Sob a relatoria da ministra Regina Helena, o recurso especial em tramitação examina a equiparação dos valores que o SUS paga a hospitais filantrópicos com aqueles estabelecidos pela Agência Nacional de Saúde Suplementar (ANS) para o ressarcimento ao sistema público. Antes, a Conpeg tentou entrar como amicus curiae, ou “amigo da Corte”, no intuito de contribuir para o debate. No entanto, a relatora negou o ingresso dos procuradores-gerais, argumentando que os interesses dos Estados, conforme reconhecido em suas razões, eram subjetivos e diretamente relacionados à solução da controvérsia.

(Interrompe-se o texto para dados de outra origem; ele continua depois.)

//! In-memory stand-ins for the collaborator traits (spec §6), wired
//! together by `main` into one runnable session. None of this is meant to
//! survive a restart — a real embedding swaps these for a database, a
//! model API client, and a real cache, without touching any other crate.

use std::collections::HashMap;
use std::sync::atomic::{AtomicU32, Ordering};
use std::sync::Mutex;

use async_trait::async_trait;
use serde_json::{json, Value};
use wukong_foundation::{
    ForkAgentTask, ForkTaskId, LlmCallOptions, LlmCapabilities, LlmResponse, ParallelToolCall,
    Result, Session, SessionId, Step, StepId, StepListFilter, StorageAdapter, TokenUsage,
    ToolCallContext, ToolHandler, ToolOutcome,
};
use wukong_foundation::LlmAdapter;

/// A storage adapter backed by in-process `Mutex<HashMap<..>>` maps,
/// generalizing the teacher's single-process `Storage` (sqlite-backed) to
/// the full CRUD surface the spec's storage contract names. No session ever
/// outlives the process.
#[derive(Default)]
pub struct MemoryStorage {
    sessions: Mutex<HashMap<SessionId, Session>>,
    steps: Mutex<HashMap<(SessionId, StepId), Step>>,
    parallel_calls: Mutex<HashMap<StepId, Vec<ParallelToolCall>>>,
    fork_tasks: Mutex<HashMap<ForkTaskId, ForkAgentTask>>,
}

#[async_trait]
impl StorageAdapter for MemoryStorage {
    async fn create_session(&self, session: Session) -> Result<()> {
        self.sessions.lock().unwrap().insert(session.id, session);
        Ok(())
    }

    async fn get_session(&self, id: SessionId) -> Result<Option<Session>> {
        Ok(self.sessions.lock().unwrap().get(&id).cloned())
    }

    async fn update_session(&self, session: Session) -> Result<()> {
        self.sessions.lock().unwrap().insert(session.id, session);
        Ok(())
    }

    async fn list_sessions_by_user(&self, user_id: &str) -> Result<Vec<Session>> {
        Ok(self
            .sessions
            .lock()
            .unwrap()
            .values()
            .filter(|s| s.user_id == user_id)
            .cloned()
            .collect())
    }

    async fn delete_session(&self, id: SessionId) -> Result<()> {
        self.sessions.lock().unwrap().remove(&id);
        Ok(())
    }

    async fn create_step(&self, step: Step) -> Result<()> {
        self.steps.lock().unwrap().insert((step.session_id, step.id), step);
        Ok(())
    }

    async fn get_step(&self, session_id: SessionId, step_id: StepId) -> Result<Option<Step>> {
        Ok(self.steps.lock().unwrap().get(&(session_id, step_id)).cloned())
    }

    async fn update_step(&self, step: Step) -> Result<()> {
        self.steps.lock().unwrap().insert((step.session_id, step.id), step);
        Ok(())
    }

    async fn list_steps(&self, session_id: SessionId, filter: StepListFilter) -> Result<Vec<Step>> {
        let mut steps: Vec<Step> = self
            .steps
            .lock()
            .unwrap()
            .values()
            .filter(|s| s.session_id == session_id && (filter.include_discarded || !s.discarded))
            .cloned()
            .collect();
        steps.sort_by_key(|s| s.step_number);
        Ok(steps)
    }

    async fn get_last_step(&self, session_id: SessionId) -> Result<Option<Step>> {
        Ok(self.list_steps(session_id, StepListFilter::default()).await?.into_iter().last())
    }

    async fn mark_discarded(&self, session_id: SessionId, step_ids: &[u64]) -> Result<()> {
        for step in self.steps.lock().unwrap().values_mut() {
            if step.session_id == session_id && step_ids.contains(&step.step_number) {
                step.discarded = true;
            }
        }
        Ok(())
    }

    async fn create_parallel_call(&self, call: ParallelToolCall) -> Result<()> {
        self.parallel_calls.lock().unwrap().entry(call.step_id).or_default().push(call);
        Ok(())
    }

    async fn update_parallel_call(&self, call: ParallelToolCall) -> Result<()> {
        let mut calls = self.parallel_calls.lock().unwrap();
        if let Some(existing) = calls
            .entry(call.step_id)
            .or_default()
            .iter_mut()
            .find(|c| c.tool_id == call.tool_id)
        {
            *existing = call;
        }
        Ok(())
    }

    async fn list_parallel_calls(&self, step_id: StepId) -> Result<Vec<ParallelToolCall>> {
        Ok(self.parallel_calls.lock().unwrap().get(&step_id).cloned().unwrap_or_default())
    }

    async fn create_fork_task(&self, task: ForkAgentTask) -> Result<()> {
        self.fork_tasks.lock().unwrap().insert(task.id, task);
        Ok(())
    }

    async fn get_fork_task(&self, id: ForkTaskId) -> Result<Option<ForkAgentTask>> {
        Ok(self.fork_tasks.lock().unwrap().get(&id).cloned())
    }

    async fn update_fork_task(&self, task: ForkAgentTask) -> Result<()> {
        self.fork_tasks.lock().unwrap().insert(task.id, task);
        Ok(())
    }

    async fn list_fork_tasks(&self, parent_session_id: SessionId) -> Result<Vec<ForkAgentTask>> {
        Ok(self
            .fork_tasks
            .lock()
            .unwrap()
            .values()
            .filter(|t| t.parent_session_id == parent_session_id)
            .cloned()
            .collect())
    }
}

/// A tool that reports the wall-clock time, used to give the demo loop
/// something to call before it finishes.
pub struct CurrentTimeTool;

#[async_trait]
impl ToolHandler for CurrentTimeTool {
    async fn call(&self, _params: Value, _context: &ToolCallContext) -> ToolOutcome {
        ToolOutcome::ok(json!({ "now": chrono::Utc::now().to_rfc3339() }))
    }
}

/// Deterministic stand-in for a real model API client: calls `current_time`
/// once, then finishes using whatever that tool returned. Exercises the
/// full `CallTool` -> `Finish` dispatch path without a network dependency.
pub struct ScriptedDemoLlm {
    calls: AtomicU32,
}

impl ScriptedDemoLlm {
    pub fn new() -> Self {
        Self { calls: AtomicU32::new(0) }
    }
}

impl Default for ScriptedDemoLlm {
    fn default() -> Self {
        Self::new()
    }
}

#[async_trait]
impl LlmAdapter for ScriptedDemoLlm {
    async fn call(&self, prompt: &str, _opts: &LlmCallOptions) -> Result<LlmResponse> {
        let call_number = self.calls.fetch_add(1, Ordering::SeqCst);
        let text = if call_number == 0 {
            r#"<final_output>{"action":"CallTool","reasoning":"check the current time before finishing","selectedTool":"current_time","parameters":{}}</final_output>"#
                .to_string()
        } else {
            let observed = prompt
                .lines()
                .rfind(|line| line.starts_with("step "))
                .map(|line| line.replace('"', "'"))
                .unwrap_or_else(|| "no prior step".to_string());
            format!(
                r#"<final_output>{{"action":"Finish","reasoning":"goal satisfied","finalResult":"done ({observed})"}}</final_output>"#
            )
        };
        Ok(LlmResponse {
            text,
            tokens_used: TokenUsage { prompt: prompt.len() as u64, completion: 20, total: prompt.len() as u64 + 20 },
            model: "scripted-demo".to_string(),
            response_time_ms: 1,
            finish_reason: "stop".to_string(),
        })
    }

    fn count_tokens(&self, text: &str) -> u64 {
        text.len() as u64
    }

    fn get_capabilities(&self) -> LlmCapabilities {
        LlmCapabilities { model: "scripted-demo".to_string(), context_window: 8192, supports_streaming: false }
    }
}

/// Re-exported so `main` can wire the session manager's cache-backed
/// persistence without pulling in a real Redis/Memcached client.
pub type DemoCache = wukong_exec::InMemoryCache;

pub fn new_cache() -> DemoCache {
    wukong_exec::InMemoryCache::new()
}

Diante desse cenário, a Conpeg solicitou que a decisão inicial seja reconsiderada. O pedido atual busca assegurar que os Estados possam influir nas decisões sobre o Tema 1.305, argumentando que têm conhecimento técnico e dados atuariais fundamentais para a deliberação, além de um interesse institucional que transcende a natureza meramente subjetiva.
Esse caso tramita sob o rito dos recursos repetitivos, o que implica que a decisão do STJ terá implicações abrangentes, afetando processos semelhantes em todo o país. Entre as teses em análise estão questões sobre a necessidade da União figurar no polo passivo de demandas pela revisão da tabela do SUS, se estados e municípios devem também ser processados e a possibilidade de equiparação de valores entre as tabelas do SUS e da ANS.
Uma das preocupações centrais dos procuradores é a potencial obrigatoriedade de estados e municípios figurarem como réus, o que poderia desencadear um “colapso processual”. Para a Conpeg, tal situação não apenas desconsideraria o papel dos Estados como meros repassadores de verbas federais, mas desestabilizaria o sistema. O Procurador de Estado do Amapá, Diego Bonilla Aguiar do Nascimento, critica essa inclusão, afirmando que ela apenas retardaria as obrigações da União e serviria para complicar ainda mais o processo.
Os Estados defendem que o investimento em um reequilíbrio financeiro adequado no setor de saúde pode resultar em benefícios a longo prazo, com estimativas de retorno significativo para o PIB para cada real aplicado na saúde. A expectativa agora é que o pedido de reconsideração seja revisto pela ministra relatora ou leve à deliberação do colegiado da Primeira Seção do STJ.